>>>>

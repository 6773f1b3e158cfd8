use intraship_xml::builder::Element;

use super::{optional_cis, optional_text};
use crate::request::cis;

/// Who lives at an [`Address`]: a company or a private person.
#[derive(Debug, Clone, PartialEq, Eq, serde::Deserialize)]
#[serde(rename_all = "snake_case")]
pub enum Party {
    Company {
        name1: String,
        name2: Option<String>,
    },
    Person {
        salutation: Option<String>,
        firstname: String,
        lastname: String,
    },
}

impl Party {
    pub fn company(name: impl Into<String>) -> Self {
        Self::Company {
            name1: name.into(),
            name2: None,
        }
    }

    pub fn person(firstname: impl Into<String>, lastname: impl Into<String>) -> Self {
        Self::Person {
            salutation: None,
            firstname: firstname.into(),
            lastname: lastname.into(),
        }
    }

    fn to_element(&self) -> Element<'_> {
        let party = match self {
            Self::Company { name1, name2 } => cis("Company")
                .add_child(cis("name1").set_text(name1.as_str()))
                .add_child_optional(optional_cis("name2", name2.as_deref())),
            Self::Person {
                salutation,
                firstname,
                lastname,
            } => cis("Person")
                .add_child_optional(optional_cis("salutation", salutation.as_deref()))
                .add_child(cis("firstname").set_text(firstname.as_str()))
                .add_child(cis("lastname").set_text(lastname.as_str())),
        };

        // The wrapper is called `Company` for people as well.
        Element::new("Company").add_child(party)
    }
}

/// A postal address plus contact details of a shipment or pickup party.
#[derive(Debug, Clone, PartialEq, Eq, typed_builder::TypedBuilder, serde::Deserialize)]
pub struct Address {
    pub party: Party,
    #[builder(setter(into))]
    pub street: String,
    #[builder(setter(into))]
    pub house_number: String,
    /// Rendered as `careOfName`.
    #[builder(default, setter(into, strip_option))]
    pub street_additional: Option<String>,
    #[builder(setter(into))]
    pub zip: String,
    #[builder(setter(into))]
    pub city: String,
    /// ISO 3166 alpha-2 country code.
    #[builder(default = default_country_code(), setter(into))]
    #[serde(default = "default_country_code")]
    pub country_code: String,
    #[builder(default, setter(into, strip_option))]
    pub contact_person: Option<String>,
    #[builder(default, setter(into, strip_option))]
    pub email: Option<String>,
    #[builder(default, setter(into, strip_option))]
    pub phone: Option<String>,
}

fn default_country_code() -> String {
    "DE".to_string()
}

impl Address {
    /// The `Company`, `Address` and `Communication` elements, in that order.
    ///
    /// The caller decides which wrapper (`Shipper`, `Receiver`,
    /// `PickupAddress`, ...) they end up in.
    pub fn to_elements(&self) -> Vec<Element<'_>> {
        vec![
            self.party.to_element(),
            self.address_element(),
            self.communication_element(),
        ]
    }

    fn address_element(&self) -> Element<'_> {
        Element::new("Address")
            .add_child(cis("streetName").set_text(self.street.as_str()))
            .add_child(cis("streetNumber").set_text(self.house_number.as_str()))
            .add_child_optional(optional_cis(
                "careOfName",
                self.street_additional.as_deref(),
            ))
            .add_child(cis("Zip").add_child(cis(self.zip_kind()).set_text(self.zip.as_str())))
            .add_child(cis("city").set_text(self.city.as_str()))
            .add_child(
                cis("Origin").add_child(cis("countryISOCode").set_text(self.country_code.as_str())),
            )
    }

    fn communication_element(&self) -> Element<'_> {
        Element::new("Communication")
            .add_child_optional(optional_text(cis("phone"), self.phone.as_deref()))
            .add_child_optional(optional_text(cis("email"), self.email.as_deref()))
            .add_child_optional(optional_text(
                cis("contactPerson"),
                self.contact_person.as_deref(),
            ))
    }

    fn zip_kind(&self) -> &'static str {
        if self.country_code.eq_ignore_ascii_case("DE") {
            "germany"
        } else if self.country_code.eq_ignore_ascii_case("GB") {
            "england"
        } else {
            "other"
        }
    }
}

<<<<
>>>>

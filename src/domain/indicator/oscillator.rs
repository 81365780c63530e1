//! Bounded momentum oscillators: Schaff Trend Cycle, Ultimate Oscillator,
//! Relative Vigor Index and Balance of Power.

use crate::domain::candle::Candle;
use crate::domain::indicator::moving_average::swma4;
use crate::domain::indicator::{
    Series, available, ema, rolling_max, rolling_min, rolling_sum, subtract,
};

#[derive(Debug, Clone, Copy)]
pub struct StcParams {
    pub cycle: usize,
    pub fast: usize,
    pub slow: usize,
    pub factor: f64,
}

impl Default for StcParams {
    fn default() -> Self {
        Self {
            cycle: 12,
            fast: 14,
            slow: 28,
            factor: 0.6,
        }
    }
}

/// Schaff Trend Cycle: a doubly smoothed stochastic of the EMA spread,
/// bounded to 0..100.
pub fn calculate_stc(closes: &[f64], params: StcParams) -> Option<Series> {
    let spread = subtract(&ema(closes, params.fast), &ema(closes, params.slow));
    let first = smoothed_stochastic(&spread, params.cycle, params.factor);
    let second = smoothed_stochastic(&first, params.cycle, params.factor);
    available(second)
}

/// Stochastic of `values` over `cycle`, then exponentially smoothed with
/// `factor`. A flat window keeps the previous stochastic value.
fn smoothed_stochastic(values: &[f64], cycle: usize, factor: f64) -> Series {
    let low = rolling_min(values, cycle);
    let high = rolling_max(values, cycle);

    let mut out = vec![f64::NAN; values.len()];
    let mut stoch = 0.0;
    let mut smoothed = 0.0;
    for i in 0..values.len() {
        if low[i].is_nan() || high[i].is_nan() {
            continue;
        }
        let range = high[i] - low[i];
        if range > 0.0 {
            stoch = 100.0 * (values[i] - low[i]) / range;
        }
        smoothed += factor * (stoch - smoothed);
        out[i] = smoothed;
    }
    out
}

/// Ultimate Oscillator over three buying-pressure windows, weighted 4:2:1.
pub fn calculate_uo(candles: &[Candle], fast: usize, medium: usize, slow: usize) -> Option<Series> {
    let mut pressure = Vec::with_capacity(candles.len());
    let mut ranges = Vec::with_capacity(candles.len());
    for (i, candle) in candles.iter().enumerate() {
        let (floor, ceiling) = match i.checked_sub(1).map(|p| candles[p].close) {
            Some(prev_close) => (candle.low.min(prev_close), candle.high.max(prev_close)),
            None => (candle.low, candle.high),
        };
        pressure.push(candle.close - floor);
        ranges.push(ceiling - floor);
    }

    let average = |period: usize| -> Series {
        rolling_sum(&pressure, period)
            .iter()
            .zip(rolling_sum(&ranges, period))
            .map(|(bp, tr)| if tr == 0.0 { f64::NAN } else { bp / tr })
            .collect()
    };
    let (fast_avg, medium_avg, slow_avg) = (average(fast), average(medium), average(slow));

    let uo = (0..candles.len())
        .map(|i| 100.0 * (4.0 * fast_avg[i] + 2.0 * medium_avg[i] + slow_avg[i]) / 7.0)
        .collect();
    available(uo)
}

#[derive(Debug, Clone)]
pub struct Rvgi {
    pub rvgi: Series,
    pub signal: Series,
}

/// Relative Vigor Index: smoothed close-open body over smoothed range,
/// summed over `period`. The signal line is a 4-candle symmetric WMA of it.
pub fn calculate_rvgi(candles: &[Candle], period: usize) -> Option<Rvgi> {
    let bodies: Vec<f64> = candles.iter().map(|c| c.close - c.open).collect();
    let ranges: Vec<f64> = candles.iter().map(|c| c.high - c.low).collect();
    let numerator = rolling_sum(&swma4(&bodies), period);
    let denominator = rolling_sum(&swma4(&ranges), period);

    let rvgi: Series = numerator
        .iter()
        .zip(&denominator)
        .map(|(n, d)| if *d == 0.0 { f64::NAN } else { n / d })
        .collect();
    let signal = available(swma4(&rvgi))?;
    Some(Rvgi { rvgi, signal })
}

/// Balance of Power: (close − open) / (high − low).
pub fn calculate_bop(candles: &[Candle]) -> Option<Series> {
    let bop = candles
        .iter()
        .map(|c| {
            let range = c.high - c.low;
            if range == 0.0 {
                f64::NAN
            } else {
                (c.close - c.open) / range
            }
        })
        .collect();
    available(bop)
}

<<<<

### Problem to solve:
Among the entries above, how many lines hold the word "Some"? Reply with only that number.

### Response to the exercise:
2